O'NUN HASAN VE HÜSEYİN'E OLAN SEVGİSİ
KIYAMETE KADAR GELECEK TÜM EHL–İ BEYTEDİR
Meselâ, Resûl–ü Ekrem'in, Hz. Hasan ve Hüseyin'e karşı, küçüklüklerinde gösterdiği fevkalâde şefkat ve verdiği büyük önemin temelinde bu iki nadide şahsiyetin, gelecekte nübüvvet görevinin kıyamete kadar uzanan manevî zincirinin ilk halkası olmalarının bulunduğunu rahatlıkla söyleyebiliriz. Filhakika, bu iki zât, zaman içinde Nebevî mirası üstlenecek çok önemli bir cemaatin çekirdeğini, kaynağını ve temsilciliğini üstlenecek bir neslin başlangıcı olmuşlardır. Örneğin, Resûlullah Efendimiz, Hazreti Hasan'ın başını mükemmel bir şefkat nişanesi olarak öperken, ondan sonra gelecek nuranî bir nesli oluşturan şahsiyetlerin; meselâ bu nesil içinde yer alacak olan Gavs–ı Azam Şâh–ı Geylanî gibi, Mehdî seviyesindeki pek çok eşsiz zâtların başlarını da öpmüştür. Ve o büyük zâtların istikbalde gerçekleştirecekleri muazzam hizmetleri takdir ve tebrik mânasında bir öpücük kondurmuştur. Aynı şekilde Hazreti Hüseyin'in başını öpmekle, onun da zürriyetinden gelecek Zeynelabidîn, Ca'fer–i Sadık gibi yüce makam sahibi, Nebevî mirasın hamelelerinin mübarek alınlarını da öpmüştür.
Daha henüz hayattayken Mahşer meydanında meydana gelecek olayları haber veren; Cennet ve Cehennem'in özelliklerinden, kendilerine has durumlarından bahseden; zeminden gökteki melekleri müşâhede eden; geçmiş ve gelecekten aynı anda haberler veren; bunların da ötesinde Mi'rac ile Cenab–ı Hakkın huzuruna çıkan bir zâtın nuranî bakışları, elbette kendisinden sonra gelecek bir nesli ve o nesil içinde yer alacak büyük şahsiyetleri de görecektir.
Kur'an–ı Kerim'de yer alan şu âyet–i kerime üzerinde önemle durmak gerekir:
"De ki: Vazifem karşılığında sizden bir ücret istemiyorum. Sizden istediğim, ancak akrabaya sevgidir."(Şûrâ, 42/23)

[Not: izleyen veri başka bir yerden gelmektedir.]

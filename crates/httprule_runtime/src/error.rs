use crate::{bind::BindError, query::QueryError};

pub type BoxError = Box<dyn std::error::Error + Send + Sync>;

/// Failures while serving a route.
#[derive(Debug, thiserror::Error)]
pub enum HandlerError {
    #[error("Unsupported Content-Type: {0}")]
    UnsupportedContentType(String),
    #[error("Unsupported Accept: {0}")]
    UnsupportedAccept(String),
    #[error("invalid protobuf body: {0}")]
    DecodeProtobuf(#[from] prost::DecodeError),
    #[error("invalid JSON body: {0}")]
    DecodeJson(#[source] serde_json::Error),
    #[error("failed to encode JSON response: {0}")]
    EncodeJson(#[source] serde_json::Error),
    #[error(transparent)]
    Query(#[from] QueryError),
    #[error("cannot bind {field_path}: {source}")]
    Bind {
        field_path: String,
        source: BindError,
    },
    #[error("path {path:?} does not match {pattern:?}")]
    PathMismatch { path: String, pattern: String },
    /// Returned by the service method or an interceptor.
    #[error("{0}")]
    Service(BoxError),
}

impl HandlerError {
    /// Whether this error comes from content negotiation.
    pub fn is_media_type(&self) -> bool {
        matches!(
            self,
            HandlerError::UnsupportedContentType(_) | HandlerError::UnsupportedAccept(_)
        )
    }
}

Bu âyet–i kerimeyi çeşitli yönleriyle, tafsilatlı bir şekilde yorumlayan Bediüzzaman Said Nursî, çok önemli bir noktaya dikkat çeker. Âyet–i kerimede Hazreti Peygamber'in, ümmetinden kendi nesline muhabbeti istemesinin ardındaki esas sebep olarak, Sünnet–i Seniyye'ye bağlılığın gösterildiğini söyler. Çünkü Asr–ı Saadetten günümüze kadar, Hazreti Muhammed'in mübarek neslinden nice maneviyat büyükleri: İslâm'ı insanlara en güzel şekilde anlatıp, örneklik yapan nice mümtaz şahsiyetler çıkmıştır. Demek ki burada Âl–i Beyt, risalet görevinin en temel takipçileri olmaları bakımından, Sünnet–i Seniyye'yi gayet net bir şekilde temsil makamındadırlar.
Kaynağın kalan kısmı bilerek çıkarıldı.